Archipelago in the Saint Lawrence River in Quebec, Canada

The Archipelago of Lake Saint Pierre counts 103 islands in the western part of Lake Saint Pierre, in the Canadian province of Quebec. There are two groups: Islands of Berthier to the north and the islands of Sorel to the south.

The shores of this archipelago has twenty-two coastal villages. Around 2600 people were living on those islands in 2011. Islands Dupas and Saint-Ignace-de-Loyola are partially urbanized. The majority of the other islands are used for agriculture and grazing farm animals.
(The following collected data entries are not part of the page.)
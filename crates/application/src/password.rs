use async_trait::async_trait;
use domain::PasswordHash;
use thiserror::Error;

#[derive(Debug, Error)]
pub enum PasswordHasherError {
    #[error("hash error: {0}")]
    Hash(String),
    #[error("verify error: {0}")]
    Verify(String),
}

impl PasswordHasherError {
    pub fn hash_error(message: impl Into<String>) -> Self {
        Self::Hash(message.into())
    }

    pub fn verify_error(message: impl Into<String>) -> Self {
        Self::Verify(message.into())
    }
}

/// 加盐的慢哈希。同一明文两次哈希结果不同，但都能验证通过。
#[async_trait]
pub trait PasswordHasher: Send + Sync {
    async fn hash(&self, plaintext: &str) -> Result<PasswordHash, PasswordHasherError>;
    async fn verify(
        &self,
        plaintext: &str,
        hashed: &PasswordHash,
    ) -> Result<bool, PasswordHasherError>;
}
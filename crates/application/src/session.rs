//! 最近访问 / 最近登录时间的记录。
//!
//! 写入失败只记日志，不影响触发它的请求。

use std::sync::Arc;

use domain::{UserId, UserRepository};

use crate::clock::Clock;

#[derive(Clone)]
pub struct SessionTracker {
    users: Arc<dyn UserRepository>,
    clock: Arc<dyn Clock>,
}

impl SessionTracker {
    pub fn new(users: Arc<dyn UserRepository>, clock: Arc<dyn Clock>) -> Self {
        Self { users, clock }
    }

    pub async fn record_visit(&self, user_id: UserId) {
        let now = self.clock.now();
        if let Err(err) = self.users.touch_last_visit(user_id, now).await {
            tracing::warn!(%user_id, error = %err, "failed to update last_visit");
        }
    }

    pub async fn record_login(&self, user_id: UserId) {
        let now = self.clock.now();
        if let Err(err) = self.users.touch_last_login(user_id, now).await {
            tracing::warn!(%user_id, error = %err, "failed to update last_login");
        }
    }
}
//! 主应用程序入口
//!
//! 加载配置、连接数据库并启动 Axum Web API 服务。

use anyhow::Context;
use config::AppConfig;
use infrastructure::Infrastructure;
use tracing_subscriber::EnvFilter;
use web_api::{router, AppState};

#[tokio::main]
async fn main() -> anyhow::Result<()> {
    // 初始化日志
    tracing_subscriber::fmt()
        .with_env_filter(EnvFilter::from_default_env())
        .init();

    let config = AppConfig::load().context("failed to load configuration")?;

    let infra = Infrastructure::connect(&config)
        .await
        .context("failed to initialise storage")?;

    let app = router(AppState::from_infrastructure(&infra));
    let address = config.server.bind_address();
    let listener = tokio::net::TcpListener::bind(&address)
        .await
        .with_context(|| format!("failed to bind {address}"))?;

    tracing::info!(%address, "social network API listening");
    axum::serve(listener, app)
        .with_graceful_shutdown(shutdown_signal())
        .await?;

    tracing::info!("server stopped");
    Ok(())
}

async fn shutdown_signal() {
    if let Err(err) = tokio::signal::ctrl_c().await {
        tracing::warn!(error = %err, "failed to listen for shutdown signal");
        std::future::pending::<()>().await;
    }
    tracing::info!("shutdown signal received");
}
A network of small roads, often unpaved crosses the riparian environment of the islands. The islands of Saint-Ignace-de-Loyola, Dupas and Castors (Beavers) are connected to the north side of St. Lawrence River by a small network of bridges. The connection between the two sides of St. Lawrence River) is provided by a ferry service between Sorel and Saint-Ignace Island (the largest island of the archipelago). Most of the other islands are accessible only by boat. The south side of the river, the "Île des Embarras" (Embarrassment Island) is the smallest of the inhabited islands.

== Geology ==

The Archipelago of Lake Saint Pierre is a delta from the last glaciation and modified by the alluvium of St. Lawrence River. Following the withdrawal of the ice cap, the Sorel Islands region was invaded by the Champlain Sea which is then withdrawn gradually, about 12000 years ago. Clayey marine sediments were deposited at the bottom of the water.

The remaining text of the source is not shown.